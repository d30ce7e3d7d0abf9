//! Search-query extraction from natural-language requests.
//!
//! Recovers the `X` in phrasings like "find X in google" or "google X" when
//! the model left the query argument empty. Everything here is pure and
//! deterministic.

use std::sync::OnceLock;

use regex::Regex;

/// Phrases naming the search engine explicitly. Order matters: "search for"
/// must be tried before "search" so the `for` is not captured.
const ANCHORED_PATTERNS: &[&str] = &[
    r"(?i)\bfind\s+(.+)\s+in\s+google\b",
    r"(?i)\bsearch\s+for\s+(.+)\s+in\s+google\b",
    r"(?i)\bsearch\s+(.+)\s+in\s+google\b",
    r"(?i)\blook\s+up\s+(.+)\s+in\s+google\b",
    r"(?i)\bgoogle\s+(.+)$",
];

/// Bare search verbs at the start of the request.
const VERB_PATTERNS: &[&str] = &[
    r"(?i)^find\s+(.+)$",
    r"(?i)^search\s+for\s+(.+)$",
    r"(?i)^search\s+(.+)$",
    r"(?i)^look\s+up\s+(.+)$",
];

const LEADING_MARKERS: &[&str] = &[
    r"(?i)^find\s+",
    r"(?i)^search\s+for\s+",
    r"(?i)^search\s+",
    r"(?i)^look\s+up\s+",
];

static ANCHORED: OnceLock<Vec<Regex>> = OnceLock::new();
static VERBS: OnceLock<Vec<Regex>> = OnceLock::new();
static LEADING: OnceLock<Vec<Regex>> = OnceLock::new();
static ENGINE_SUFFIX: OnceLock<Option<Regex>> = OnceLock::new();
static MARKER_WORDS: OnceLock<Option<Regex>> = OnceLock::new();

fn compile(patterns: &[&str]) -> Vec<Regex> {
    patterns.iter().filter_map(|p| Regex::new(p).ok()).collect()
}

fn anchored() -> &'static [Regex] {
    ANCHORED.get_or_init(|| compile(ANCHORED_PATTERNS))
}

fn verbs() -> &'static [Regex] {
    VERBS.get_or_init(|| compile(VERB_PATTERNS))
}

fn leading() -> &'static [Regex] {
    LEADING.get_or_init(|| compile(LEADING_MARKERS))
}

fn engine_suffix() -> Option<&'static Regex> {
    ENGINE_SUFFIX
        .get_or_init(|| Regex::new(r"(?i)(?:^|\s+)in\s+google\b.*$").ok())
        .as_ref()
}

fn marker_words() -> Option<&'static Regex> {
    MARKER_WORDS
        .get_or_init(|| Regex::new(r"(?i)\b(?:in\s+google|find|search|for)\b").ok())
        .as_ref()
}

/// Extract a search query from the user's phrasing.
///
/// Tries the phrases that name the search engine first, then bare search
/// verbs, then strips known markers. Returns `None` when nothing marks the
/// text as a search request or the remainder is empty.
pub fn extract(text: &str) -> Option<String> {
    let text = text.trim();
    if text.is_empty() {
        return None;
    }

    anchored()
        .iter()
        .chain(verbs())
        .find_map(|re| {
            re.captures(text)
                .and_then(|caps| caps.get(1))
                .and_then(|m| clean(m.as_str()))
        })
        .or_else(|| strip_leading_and_suffix(text))
}

/// Last-resort repair: drop every search marker word and keep the rest.
pub fn strip_markers(text: &str) -> Option<String> {
    let stripped = match marker_words() {
        Some(re) => re.replace_all(text, " ").into_owned(),
        None => text.to_string(),
    };
    let words: Vec<&str> = stripped.split_whitespace().collect();
    (!words.is_empty()).then(|| words.join(" "))
}

fn clean(capture: &str) -> Option<String> {
    let mut query = capture.trim();
    if let Some(re) = engine_suffix()
        && let Some(m) = re.find(query)
    {
        query = &query[..m.start()];
    }

    let query = query.trim();
    let query = match strip_prefix_ignore_case(query, "for ") {
        Some(rest) => rest,
        None if query.eq_ignore_ascii_case("for") => "",
        None => query,
    };
    let query = query
        .trim()
        .trim_matches(|c| c == '"' || c == '\'')
        .trim_end_matches(['.', '?', '!', ','])
        .trim();

    (!query.is_empty()).then(|| query.to_string())
}

fn strip_leading_and_suffix(text: &str) -> Option<String> {
    let mut rest = text.to_string();
    let mut stripped = false;

    for re in leading() {
        if let Some(m) = re.find(&rest) {
            rest = rest[m.end()..].to_string();
            stripped = true;
        }
    }
    if let Some(re) = engine_suffix()
        && let Some(m) = re.find(&rest)
    {
        rest.truncate(m.start());
        stripped = true;
    }

    if !stripped {
        return None;
    }
    clean(&rest)
}

fn strip_prefix_ignore_case<'a>(text: &'a str, prefix: &str) -> Option<&'a str> {
    let head = text.get(..prefix.len())?;
    head.eq_ignore_ascii_case(prefix)
        .then(|| &text[prefix.len()..])
}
= = = =
**About this task**
Output exactly the lines between the one containing "let mut rest = text.to_string();" and the final line above, both inclusive.

**Result**
    let mut rest = text.to_string();
    let mut stripped = false;

    for re in leading() {
        if let Some(m) = re.find(&rest) {
            rest = rest[m.end()..].to_string();
            stripped = true;
        }
    }
    if let Some(re) = engine_suffix()
        && let Some(m) = re.find(&rest)
    {
        rest.truncate(m.start());
        stripped = true;
    }

    if !stripped {
        return None;
    }
    clean(&rest)
}

fn strip_prefix_ignore_case<'a>(text: &'a str, prefix: &str) -> Option<&'a str> {
    let head = text.get(..prefix.len())?;
    head.eq_ignore_ascii_case(prefix)
        .then(|| &text[prefix.len()..])
}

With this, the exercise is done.